Collected data entries
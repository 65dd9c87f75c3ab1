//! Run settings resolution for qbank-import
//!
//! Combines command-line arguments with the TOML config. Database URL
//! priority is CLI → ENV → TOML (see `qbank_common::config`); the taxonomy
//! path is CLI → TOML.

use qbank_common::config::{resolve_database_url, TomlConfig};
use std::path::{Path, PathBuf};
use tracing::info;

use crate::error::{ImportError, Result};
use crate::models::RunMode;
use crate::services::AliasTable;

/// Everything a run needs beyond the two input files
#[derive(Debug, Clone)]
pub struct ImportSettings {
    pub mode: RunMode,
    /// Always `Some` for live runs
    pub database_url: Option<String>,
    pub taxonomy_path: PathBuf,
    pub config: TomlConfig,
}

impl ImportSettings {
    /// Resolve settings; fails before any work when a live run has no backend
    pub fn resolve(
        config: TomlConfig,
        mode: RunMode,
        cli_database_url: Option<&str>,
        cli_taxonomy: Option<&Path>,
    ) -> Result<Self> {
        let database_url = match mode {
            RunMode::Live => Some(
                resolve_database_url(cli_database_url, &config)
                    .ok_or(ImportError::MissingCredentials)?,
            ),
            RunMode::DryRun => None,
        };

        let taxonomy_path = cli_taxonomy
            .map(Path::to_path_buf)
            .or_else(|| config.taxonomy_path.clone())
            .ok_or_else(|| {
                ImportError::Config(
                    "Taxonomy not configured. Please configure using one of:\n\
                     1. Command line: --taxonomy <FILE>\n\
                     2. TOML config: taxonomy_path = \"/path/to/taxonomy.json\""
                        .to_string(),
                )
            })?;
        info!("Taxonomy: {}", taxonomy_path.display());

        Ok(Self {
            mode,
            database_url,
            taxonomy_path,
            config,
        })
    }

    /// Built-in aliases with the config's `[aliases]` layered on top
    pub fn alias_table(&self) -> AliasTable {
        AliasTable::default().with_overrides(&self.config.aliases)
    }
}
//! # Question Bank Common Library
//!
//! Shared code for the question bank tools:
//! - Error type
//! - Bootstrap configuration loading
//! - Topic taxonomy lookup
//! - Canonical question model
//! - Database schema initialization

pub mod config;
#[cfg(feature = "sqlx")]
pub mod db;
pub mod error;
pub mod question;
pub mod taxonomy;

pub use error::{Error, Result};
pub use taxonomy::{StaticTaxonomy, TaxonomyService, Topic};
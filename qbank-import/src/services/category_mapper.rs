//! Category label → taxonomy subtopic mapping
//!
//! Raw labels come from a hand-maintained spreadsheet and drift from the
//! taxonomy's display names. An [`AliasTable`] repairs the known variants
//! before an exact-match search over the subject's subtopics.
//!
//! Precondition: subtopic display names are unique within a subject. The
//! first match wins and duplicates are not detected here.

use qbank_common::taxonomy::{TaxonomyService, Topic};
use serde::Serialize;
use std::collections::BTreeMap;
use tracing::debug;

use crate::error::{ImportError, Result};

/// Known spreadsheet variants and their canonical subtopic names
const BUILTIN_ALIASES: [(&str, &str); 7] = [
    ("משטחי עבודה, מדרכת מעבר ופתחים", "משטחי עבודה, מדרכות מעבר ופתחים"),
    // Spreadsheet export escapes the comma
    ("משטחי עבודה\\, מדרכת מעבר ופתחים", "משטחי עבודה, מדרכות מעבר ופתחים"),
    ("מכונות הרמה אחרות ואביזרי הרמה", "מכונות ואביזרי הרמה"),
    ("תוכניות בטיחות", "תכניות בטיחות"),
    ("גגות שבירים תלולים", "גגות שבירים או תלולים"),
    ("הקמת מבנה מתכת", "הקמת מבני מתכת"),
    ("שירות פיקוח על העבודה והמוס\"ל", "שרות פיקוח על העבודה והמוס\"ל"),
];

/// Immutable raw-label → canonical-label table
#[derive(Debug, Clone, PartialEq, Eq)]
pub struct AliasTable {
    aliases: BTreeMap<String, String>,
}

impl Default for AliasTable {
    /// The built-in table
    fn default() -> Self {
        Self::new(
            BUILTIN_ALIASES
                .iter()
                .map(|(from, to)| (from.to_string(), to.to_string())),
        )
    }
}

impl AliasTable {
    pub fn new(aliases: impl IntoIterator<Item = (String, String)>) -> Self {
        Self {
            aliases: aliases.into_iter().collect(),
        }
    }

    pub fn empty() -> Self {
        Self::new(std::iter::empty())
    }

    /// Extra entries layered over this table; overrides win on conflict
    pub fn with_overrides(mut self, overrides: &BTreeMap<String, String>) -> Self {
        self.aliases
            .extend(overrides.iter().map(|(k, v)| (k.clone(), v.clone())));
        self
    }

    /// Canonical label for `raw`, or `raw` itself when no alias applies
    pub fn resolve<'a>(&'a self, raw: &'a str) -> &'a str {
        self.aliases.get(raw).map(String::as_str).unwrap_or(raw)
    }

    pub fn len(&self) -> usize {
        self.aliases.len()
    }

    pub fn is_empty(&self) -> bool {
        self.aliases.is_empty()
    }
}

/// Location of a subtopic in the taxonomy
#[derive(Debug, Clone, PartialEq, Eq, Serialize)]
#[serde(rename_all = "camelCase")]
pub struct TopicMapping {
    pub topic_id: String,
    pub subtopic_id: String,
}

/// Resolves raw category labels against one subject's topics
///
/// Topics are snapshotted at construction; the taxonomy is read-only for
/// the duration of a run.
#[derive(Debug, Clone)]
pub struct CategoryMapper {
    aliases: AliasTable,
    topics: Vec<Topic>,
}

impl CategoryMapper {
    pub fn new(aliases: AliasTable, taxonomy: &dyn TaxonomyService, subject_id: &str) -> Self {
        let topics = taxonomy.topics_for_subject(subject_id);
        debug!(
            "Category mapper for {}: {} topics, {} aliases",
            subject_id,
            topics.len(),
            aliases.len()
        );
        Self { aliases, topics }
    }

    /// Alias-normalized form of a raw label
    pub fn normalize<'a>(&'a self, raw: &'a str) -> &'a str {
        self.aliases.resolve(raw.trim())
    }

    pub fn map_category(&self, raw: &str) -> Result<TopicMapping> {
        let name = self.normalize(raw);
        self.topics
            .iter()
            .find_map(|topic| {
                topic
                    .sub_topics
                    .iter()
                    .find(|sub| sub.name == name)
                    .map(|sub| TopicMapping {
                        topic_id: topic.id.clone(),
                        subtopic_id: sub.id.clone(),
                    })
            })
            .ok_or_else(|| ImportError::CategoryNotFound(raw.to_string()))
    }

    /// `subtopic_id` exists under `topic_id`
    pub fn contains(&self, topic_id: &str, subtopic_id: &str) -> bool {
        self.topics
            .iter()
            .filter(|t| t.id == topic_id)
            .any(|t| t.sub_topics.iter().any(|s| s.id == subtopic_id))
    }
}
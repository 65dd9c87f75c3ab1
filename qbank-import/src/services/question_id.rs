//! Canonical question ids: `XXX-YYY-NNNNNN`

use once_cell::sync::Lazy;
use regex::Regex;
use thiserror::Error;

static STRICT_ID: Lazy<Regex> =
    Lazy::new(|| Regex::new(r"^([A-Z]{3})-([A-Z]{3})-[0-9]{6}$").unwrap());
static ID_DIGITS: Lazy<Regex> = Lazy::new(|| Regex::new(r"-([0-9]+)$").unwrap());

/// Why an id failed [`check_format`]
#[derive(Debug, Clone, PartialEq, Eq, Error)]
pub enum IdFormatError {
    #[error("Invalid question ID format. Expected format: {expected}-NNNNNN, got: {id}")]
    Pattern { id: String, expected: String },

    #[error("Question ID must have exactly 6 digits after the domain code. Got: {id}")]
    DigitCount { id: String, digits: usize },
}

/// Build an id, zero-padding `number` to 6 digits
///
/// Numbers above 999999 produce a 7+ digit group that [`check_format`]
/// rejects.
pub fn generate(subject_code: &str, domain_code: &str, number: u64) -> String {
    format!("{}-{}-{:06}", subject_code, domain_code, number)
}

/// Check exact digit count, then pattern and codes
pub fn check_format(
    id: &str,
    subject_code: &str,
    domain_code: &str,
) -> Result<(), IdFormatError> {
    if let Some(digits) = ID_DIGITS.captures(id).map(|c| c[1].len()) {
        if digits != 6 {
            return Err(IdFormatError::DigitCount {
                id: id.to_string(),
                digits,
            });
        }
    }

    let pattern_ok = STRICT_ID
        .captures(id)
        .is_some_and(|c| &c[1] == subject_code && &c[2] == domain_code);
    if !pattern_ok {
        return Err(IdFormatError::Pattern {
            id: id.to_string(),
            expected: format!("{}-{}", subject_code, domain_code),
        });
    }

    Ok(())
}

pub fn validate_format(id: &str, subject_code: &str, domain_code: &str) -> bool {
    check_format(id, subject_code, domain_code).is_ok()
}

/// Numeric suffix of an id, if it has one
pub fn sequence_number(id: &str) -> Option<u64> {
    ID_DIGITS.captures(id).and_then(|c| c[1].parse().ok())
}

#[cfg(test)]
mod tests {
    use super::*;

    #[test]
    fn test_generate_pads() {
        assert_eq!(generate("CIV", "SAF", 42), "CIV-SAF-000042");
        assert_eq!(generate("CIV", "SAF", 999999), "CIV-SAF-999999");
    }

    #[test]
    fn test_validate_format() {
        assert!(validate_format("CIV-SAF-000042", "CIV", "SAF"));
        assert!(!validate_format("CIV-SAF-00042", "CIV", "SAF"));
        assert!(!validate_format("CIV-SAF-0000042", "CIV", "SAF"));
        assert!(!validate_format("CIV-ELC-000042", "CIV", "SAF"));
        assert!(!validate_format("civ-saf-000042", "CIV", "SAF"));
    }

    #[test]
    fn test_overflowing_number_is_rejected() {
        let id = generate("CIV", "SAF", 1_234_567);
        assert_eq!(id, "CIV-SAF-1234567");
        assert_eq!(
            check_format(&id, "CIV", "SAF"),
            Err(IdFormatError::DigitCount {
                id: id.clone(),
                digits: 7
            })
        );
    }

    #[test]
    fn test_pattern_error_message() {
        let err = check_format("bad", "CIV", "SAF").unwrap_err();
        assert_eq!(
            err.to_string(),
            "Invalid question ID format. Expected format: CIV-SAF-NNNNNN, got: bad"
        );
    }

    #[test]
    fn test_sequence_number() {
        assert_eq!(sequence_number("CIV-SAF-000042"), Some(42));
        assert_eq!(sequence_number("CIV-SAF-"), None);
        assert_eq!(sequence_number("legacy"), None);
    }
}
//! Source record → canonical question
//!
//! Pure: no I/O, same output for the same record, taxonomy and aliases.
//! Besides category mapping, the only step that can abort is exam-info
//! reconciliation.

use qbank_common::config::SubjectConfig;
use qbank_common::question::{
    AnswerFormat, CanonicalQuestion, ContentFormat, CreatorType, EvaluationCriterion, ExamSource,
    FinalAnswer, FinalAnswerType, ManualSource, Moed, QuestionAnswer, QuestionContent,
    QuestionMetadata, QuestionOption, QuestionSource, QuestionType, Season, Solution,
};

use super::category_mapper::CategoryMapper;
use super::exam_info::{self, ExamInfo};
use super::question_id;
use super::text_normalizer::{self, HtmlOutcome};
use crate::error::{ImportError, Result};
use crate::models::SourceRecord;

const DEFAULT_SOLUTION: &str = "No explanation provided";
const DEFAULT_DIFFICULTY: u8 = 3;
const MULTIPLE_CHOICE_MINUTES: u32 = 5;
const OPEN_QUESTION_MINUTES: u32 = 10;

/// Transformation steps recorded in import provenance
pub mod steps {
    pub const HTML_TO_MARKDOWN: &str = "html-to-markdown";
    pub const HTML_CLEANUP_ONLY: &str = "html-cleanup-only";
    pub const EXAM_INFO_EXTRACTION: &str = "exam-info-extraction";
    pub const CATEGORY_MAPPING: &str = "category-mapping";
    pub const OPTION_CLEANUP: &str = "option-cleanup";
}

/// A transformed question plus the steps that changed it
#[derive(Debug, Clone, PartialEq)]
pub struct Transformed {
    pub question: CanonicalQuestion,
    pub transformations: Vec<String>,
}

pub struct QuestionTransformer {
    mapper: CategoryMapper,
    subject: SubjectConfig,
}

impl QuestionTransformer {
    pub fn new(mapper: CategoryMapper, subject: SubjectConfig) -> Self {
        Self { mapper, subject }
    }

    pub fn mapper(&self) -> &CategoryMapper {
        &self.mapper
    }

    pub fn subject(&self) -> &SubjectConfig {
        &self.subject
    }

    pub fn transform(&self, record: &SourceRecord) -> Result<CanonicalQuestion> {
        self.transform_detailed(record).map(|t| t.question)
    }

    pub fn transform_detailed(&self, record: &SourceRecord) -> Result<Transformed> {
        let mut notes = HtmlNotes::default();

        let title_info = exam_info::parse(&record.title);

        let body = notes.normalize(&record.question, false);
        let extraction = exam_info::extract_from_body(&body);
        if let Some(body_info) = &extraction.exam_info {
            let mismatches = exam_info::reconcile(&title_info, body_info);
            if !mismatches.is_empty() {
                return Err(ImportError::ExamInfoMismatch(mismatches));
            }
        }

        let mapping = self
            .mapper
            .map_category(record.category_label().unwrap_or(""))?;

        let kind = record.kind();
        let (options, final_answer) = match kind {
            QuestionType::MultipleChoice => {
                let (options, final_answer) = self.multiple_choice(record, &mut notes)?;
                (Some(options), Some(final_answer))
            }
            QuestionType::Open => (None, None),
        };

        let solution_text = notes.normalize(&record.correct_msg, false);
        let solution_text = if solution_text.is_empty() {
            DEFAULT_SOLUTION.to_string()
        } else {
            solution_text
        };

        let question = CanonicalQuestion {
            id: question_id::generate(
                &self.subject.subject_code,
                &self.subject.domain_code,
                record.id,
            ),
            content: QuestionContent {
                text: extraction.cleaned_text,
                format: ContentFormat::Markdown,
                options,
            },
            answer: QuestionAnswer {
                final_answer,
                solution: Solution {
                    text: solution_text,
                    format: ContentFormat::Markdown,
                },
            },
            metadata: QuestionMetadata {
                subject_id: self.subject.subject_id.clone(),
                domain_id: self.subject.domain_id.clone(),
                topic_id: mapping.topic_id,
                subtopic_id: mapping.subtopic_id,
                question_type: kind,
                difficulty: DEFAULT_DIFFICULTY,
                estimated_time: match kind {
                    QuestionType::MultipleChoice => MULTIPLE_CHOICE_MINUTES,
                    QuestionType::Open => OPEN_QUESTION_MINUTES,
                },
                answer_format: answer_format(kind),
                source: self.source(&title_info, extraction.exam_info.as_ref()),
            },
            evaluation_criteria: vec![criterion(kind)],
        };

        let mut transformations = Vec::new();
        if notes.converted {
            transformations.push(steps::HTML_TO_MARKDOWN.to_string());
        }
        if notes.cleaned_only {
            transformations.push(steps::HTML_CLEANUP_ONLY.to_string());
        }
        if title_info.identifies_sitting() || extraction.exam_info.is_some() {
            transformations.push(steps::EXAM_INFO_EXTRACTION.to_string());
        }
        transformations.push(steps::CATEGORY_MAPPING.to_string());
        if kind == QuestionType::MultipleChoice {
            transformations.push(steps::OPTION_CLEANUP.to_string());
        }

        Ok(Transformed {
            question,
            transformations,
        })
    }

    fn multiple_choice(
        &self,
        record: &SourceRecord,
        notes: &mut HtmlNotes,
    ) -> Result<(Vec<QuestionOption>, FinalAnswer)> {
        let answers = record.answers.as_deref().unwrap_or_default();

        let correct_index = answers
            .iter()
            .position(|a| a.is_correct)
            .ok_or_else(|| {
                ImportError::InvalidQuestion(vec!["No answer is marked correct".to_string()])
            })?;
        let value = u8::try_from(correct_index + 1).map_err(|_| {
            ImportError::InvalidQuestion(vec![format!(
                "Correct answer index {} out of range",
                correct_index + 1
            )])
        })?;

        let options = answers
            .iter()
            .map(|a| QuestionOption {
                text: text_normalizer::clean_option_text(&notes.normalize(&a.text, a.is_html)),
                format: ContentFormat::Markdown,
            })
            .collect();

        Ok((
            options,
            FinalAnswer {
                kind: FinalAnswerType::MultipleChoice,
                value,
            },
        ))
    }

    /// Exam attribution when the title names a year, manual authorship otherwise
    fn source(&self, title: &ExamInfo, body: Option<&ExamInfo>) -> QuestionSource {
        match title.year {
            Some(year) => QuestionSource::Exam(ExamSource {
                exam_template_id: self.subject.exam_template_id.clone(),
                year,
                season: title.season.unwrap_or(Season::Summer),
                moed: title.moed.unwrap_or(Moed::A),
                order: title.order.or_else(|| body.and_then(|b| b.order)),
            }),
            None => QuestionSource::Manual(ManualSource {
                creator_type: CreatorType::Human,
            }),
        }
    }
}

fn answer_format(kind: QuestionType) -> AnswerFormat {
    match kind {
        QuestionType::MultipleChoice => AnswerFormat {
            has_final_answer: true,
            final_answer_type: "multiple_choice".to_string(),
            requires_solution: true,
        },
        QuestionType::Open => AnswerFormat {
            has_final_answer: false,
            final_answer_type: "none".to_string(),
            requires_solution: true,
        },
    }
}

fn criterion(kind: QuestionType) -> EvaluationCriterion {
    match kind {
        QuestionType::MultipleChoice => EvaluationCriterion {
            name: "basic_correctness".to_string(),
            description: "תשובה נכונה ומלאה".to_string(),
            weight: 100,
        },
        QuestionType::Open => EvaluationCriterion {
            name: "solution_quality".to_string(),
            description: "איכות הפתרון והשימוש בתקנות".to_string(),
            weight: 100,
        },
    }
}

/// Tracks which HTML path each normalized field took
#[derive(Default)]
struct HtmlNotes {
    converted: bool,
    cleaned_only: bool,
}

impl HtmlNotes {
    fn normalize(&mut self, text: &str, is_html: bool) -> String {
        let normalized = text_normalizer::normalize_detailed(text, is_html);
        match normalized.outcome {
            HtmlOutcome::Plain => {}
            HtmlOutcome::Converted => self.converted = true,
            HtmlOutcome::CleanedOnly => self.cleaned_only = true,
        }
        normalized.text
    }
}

**Exercise description**
Select every line above that contains the word "ManualSource", and copy it.

**Task result**
    FinalAnswer, FinalAnswerType, ManualSource, Moed, QuestionAnswer, QuestionContent,
            None => QuestionSource::Manual(ManualSource {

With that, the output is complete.